_Task prompt_
Every line in the data below from the one containing "task stopped; dropping" down to the one containing "forwarder.abort();", both included, must be retyped exactly; no other line is to appear.

------ Materials provided

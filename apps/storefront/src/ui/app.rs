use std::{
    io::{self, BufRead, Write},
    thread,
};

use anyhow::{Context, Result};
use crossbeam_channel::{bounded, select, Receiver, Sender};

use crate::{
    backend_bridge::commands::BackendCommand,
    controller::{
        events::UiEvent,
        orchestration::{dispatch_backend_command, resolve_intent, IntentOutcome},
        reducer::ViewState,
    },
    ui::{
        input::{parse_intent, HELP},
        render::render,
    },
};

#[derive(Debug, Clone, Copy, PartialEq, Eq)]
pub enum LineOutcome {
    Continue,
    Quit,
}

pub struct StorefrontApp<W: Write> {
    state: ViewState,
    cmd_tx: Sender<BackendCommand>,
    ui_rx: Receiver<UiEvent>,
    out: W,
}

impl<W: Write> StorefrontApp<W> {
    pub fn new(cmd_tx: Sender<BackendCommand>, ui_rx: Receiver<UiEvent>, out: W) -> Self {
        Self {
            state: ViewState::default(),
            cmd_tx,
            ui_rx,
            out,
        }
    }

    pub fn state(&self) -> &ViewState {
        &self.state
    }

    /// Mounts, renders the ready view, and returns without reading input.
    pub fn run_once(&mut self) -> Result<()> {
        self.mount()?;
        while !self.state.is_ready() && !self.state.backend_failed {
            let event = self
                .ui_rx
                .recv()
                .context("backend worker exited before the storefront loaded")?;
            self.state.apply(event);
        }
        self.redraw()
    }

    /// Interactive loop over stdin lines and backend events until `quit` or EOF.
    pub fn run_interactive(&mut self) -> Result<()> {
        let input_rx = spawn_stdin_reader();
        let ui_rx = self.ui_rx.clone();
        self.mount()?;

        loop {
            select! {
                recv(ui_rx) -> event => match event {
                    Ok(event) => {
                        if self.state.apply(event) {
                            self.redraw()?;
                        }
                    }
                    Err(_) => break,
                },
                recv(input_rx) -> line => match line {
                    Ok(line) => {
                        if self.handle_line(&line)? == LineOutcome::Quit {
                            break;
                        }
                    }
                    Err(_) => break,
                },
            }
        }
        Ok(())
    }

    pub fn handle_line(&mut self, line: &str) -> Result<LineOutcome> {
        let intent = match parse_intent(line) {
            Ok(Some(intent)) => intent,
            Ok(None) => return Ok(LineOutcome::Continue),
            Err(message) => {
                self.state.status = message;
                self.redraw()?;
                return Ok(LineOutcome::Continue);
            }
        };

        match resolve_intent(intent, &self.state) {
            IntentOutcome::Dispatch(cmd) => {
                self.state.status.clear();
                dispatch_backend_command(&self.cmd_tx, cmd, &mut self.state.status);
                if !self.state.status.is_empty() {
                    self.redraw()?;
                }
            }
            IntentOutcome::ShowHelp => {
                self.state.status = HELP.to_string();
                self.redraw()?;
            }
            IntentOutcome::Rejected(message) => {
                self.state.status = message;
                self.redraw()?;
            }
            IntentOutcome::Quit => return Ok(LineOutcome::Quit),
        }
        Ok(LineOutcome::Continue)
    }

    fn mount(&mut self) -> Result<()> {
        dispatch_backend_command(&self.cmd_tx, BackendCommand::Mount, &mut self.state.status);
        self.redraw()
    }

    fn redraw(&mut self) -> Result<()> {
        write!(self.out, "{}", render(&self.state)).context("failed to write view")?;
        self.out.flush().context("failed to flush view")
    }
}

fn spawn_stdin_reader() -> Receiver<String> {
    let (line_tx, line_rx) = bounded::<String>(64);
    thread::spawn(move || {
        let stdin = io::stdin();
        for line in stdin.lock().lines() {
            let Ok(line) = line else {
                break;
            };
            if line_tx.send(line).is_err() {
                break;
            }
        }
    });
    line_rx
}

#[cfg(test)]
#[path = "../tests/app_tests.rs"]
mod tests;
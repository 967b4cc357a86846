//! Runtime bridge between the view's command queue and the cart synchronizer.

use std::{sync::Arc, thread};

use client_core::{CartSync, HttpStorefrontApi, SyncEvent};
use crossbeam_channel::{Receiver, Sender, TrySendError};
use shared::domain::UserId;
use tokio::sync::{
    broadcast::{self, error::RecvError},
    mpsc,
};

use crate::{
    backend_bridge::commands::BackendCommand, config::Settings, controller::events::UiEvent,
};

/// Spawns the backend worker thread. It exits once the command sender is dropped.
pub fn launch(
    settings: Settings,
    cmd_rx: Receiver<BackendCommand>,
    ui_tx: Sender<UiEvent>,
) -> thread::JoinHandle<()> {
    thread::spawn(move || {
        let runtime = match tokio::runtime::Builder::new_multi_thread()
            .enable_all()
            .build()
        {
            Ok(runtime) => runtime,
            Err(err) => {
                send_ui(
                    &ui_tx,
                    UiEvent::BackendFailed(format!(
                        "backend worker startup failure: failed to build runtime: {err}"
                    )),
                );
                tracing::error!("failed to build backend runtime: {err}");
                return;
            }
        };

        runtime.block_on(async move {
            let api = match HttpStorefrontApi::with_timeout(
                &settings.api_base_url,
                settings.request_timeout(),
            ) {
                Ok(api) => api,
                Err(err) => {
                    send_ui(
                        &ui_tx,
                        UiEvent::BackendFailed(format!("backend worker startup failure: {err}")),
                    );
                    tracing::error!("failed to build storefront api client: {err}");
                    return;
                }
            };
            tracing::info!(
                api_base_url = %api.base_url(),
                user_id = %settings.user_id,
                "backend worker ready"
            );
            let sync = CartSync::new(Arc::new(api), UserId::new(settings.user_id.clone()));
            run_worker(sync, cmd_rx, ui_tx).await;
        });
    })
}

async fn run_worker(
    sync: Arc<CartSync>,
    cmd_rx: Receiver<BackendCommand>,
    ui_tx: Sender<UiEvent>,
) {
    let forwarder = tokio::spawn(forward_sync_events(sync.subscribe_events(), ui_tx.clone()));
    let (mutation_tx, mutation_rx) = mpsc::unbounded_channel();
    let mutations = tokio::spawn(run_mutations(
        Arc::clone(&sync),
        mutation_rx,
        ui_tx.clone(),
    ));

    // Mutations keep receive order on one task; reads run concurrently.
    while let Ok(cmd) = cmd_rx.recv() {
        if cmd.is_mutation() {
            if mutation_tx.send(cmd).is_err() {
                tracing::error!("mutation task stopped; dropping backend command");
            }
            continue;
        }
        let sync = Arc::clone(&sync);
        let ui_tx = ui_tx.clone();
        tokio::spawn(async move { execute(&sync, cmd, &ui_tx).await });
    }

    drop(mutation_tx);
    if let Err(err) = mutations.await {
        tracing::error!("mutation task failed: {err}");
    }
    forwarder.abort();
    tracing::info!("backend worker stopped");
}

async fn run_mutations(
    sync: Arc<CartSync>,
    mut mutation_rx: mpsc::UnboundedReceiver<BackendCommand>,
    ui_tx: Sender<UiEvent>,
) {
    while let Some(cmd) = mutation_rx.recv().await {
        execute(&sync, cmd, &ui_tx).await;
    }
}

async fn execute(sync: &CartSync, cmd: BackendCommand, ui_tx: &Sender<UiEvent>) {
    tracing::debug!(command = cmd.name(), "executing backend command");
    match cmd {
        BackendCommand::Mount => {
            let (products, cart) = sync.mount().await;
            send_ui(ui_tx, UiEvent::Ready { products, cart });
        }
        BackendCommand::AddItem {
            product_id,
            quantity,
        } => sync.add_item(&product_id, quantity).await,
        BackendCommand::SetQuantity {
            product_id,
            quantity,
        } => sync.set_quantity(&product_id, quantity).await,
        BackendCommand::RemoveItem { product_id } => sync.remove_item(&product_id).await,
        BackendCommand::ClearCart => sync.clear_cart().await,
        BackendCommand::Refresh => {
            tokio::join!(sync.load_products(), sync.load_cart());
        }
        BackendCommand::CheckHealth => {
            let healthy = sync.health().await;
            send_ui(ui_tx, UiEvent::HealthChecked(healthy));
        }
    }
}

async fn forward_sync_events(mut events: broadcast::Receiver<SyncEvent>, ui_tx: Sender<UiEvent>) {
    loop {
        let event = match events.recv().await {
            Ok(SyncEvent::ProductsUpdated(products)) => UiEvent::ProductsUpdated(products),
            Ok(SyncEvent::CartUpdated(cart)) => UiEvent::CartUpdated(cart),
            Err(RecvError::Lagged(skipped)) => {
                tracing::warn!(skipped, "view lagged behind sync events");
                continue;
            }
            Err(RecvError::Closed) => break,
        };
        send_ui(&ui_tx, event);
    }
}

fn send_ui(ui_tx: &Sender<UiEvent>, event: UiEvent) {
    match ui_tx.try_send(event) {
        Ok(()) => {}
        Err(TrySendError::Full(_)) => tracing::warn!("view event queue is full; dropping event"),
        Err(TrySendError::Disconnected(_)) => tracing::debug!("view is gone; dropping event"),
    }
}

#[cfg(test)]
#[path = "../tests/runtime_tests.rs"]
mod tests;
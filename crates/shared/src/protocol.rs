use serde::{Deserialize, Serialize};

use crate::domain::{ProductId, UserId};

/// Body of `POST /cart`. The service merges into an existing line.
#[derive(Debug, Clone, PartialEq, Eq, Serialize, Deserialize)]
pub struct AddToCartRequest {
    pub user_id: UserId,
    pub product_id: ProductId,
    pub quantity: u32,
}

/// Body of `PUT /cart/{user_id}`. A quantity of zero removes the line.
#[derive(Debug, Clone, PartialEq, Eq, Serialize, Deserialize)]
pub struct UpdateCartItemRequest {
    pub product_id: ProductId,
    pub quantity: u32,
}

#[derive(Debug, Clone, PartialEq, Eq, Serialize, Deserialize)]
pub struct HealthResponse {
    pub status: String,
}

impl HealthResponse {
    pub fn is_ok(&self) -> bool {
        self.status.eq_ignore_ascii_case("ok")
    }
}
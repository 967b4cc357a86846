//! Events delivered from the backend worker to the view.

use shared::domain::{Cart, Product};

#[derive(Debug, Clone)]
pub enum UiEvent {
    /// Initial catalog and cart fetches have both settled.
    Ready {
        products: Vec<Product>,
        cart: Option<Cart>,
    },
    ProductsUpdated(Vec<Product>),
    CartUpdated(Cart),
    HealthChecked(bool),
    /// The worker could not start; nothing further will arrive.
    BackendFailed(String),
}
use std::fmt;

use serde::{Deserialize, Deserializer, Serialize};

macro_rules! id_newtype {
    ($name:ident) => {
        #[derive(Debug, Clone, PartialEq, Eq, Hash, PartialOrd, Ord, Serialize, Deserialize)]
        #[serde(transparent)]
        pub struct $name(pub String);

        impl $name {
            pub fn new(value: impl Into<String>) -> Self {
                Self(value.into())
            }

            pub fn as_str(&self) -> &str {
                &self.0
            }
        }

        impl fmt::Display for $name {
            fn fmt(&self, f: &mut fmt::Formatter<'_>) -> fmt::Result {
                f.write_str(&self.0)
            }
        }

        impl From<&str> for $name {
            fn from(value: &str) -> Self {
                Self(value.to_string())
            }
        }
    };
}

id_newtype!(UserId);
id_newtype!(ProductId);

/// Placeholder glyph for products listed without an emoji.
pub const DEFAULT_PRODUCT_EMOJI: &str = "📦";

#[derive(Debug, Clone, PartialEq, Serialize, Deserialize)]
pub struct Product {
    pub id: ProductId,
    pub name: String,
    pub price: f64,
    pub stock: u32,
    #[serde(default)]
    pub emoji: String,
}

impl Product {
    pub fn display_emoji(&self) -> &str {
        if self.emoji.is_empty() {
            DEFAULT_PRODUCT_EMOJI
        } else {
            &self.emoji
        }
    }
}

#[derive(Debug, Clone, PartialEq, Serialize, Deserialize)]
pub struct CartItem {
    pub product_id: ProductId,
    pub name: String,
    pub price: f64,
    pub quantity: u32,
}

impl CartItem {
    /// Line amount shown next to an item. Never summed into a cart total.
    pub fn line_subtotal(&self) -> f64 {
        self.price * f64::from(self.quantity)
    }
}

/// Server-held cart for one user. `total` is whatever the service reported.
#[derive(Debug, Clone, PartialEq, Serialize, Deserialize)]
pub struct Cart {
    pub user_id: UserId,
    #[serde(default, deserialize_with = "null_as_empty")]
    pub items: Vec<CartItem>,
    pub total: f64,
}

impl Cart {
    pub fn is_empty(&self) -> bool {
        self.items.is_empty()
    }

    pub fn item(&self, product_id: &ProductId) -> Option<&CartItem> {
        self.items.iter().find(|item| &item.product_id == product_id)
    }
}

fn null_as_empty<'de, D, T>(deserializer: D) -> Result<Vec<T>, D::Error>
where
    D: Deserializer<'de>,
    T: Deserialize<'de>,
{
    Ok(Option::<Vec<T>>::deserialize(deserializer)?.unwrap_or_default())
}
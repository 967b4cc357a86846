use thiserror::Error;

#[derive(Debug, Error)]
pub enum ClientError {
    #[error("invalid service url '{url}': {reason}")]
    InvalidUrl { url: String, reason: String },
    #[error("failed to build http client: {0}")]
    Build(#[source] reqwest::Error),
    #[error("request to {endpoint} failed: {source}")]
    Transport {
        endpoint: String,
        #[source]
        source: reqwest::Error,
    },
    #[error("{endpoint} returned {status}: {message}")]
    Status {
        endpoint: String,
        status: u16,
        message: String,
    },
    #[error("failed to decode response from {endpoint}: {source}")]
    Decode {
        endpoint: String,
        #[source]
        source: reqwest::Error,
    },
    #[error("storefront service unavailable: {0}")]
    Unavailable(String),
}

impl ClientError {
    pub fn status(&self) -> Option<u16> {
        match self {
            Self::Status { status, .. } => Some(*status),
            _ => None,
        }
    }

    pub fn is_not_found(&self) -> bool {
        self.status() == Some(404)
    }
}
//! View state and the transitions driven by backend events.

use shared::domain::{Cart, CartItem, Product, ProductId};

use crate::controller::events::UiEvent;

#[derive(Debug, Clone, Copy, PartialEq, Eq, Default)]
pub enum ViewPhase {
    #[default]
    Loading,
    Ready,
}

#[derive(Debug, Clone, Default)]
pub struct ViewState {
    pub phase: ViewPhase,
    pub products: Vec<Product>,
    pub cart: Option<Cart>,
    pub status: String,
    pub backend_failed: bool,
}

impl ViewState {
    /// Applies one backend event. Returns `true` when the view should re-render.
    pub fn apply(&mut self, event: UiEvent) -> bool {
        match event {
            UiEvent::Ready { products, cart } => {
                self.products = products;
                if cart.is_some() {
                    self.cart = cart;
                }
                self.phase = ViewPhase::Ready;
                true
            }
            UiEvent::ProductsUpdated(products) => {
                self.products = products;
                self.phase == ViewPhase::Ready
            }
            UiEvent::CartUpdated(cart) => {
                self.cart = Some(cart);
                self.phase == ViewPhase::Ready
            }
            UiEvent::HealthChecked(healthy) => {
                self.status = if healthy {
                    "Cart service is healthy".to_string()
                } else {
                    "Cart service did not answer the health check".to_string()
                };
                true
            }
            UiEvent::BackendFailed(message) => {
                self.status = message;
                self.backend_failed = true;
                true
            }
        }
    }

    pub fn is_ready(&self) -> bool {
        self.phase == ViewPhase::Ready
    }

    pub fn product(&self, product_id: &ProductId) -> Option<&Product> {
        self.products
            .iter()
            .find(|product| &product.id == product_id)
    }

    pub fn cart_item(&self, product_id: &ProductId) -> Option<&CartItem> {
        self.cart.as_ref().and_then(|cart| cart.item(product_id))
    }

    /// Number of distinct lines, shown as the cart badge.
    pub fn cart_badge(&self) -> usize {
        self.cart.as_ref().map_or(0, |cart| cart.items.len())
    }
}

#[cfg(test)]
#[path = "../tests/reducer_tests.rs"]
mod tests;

------------

_Your response_
                tracing::error!("mutation task stopped; dropping backend command");
            }
            continue;
        }
        let sync = Arc::clone(&sync);
        let ui_tx = ui_tx.clone();
        tokio::spawn(async move { execute(&sync, cmd, &ui_tx).await });
    }

    drop(mutation_tx);
    if let Err(err) = mutations.await {
        tracing::error!("mutation task failed: {err}");
    }
    forwarder.abort();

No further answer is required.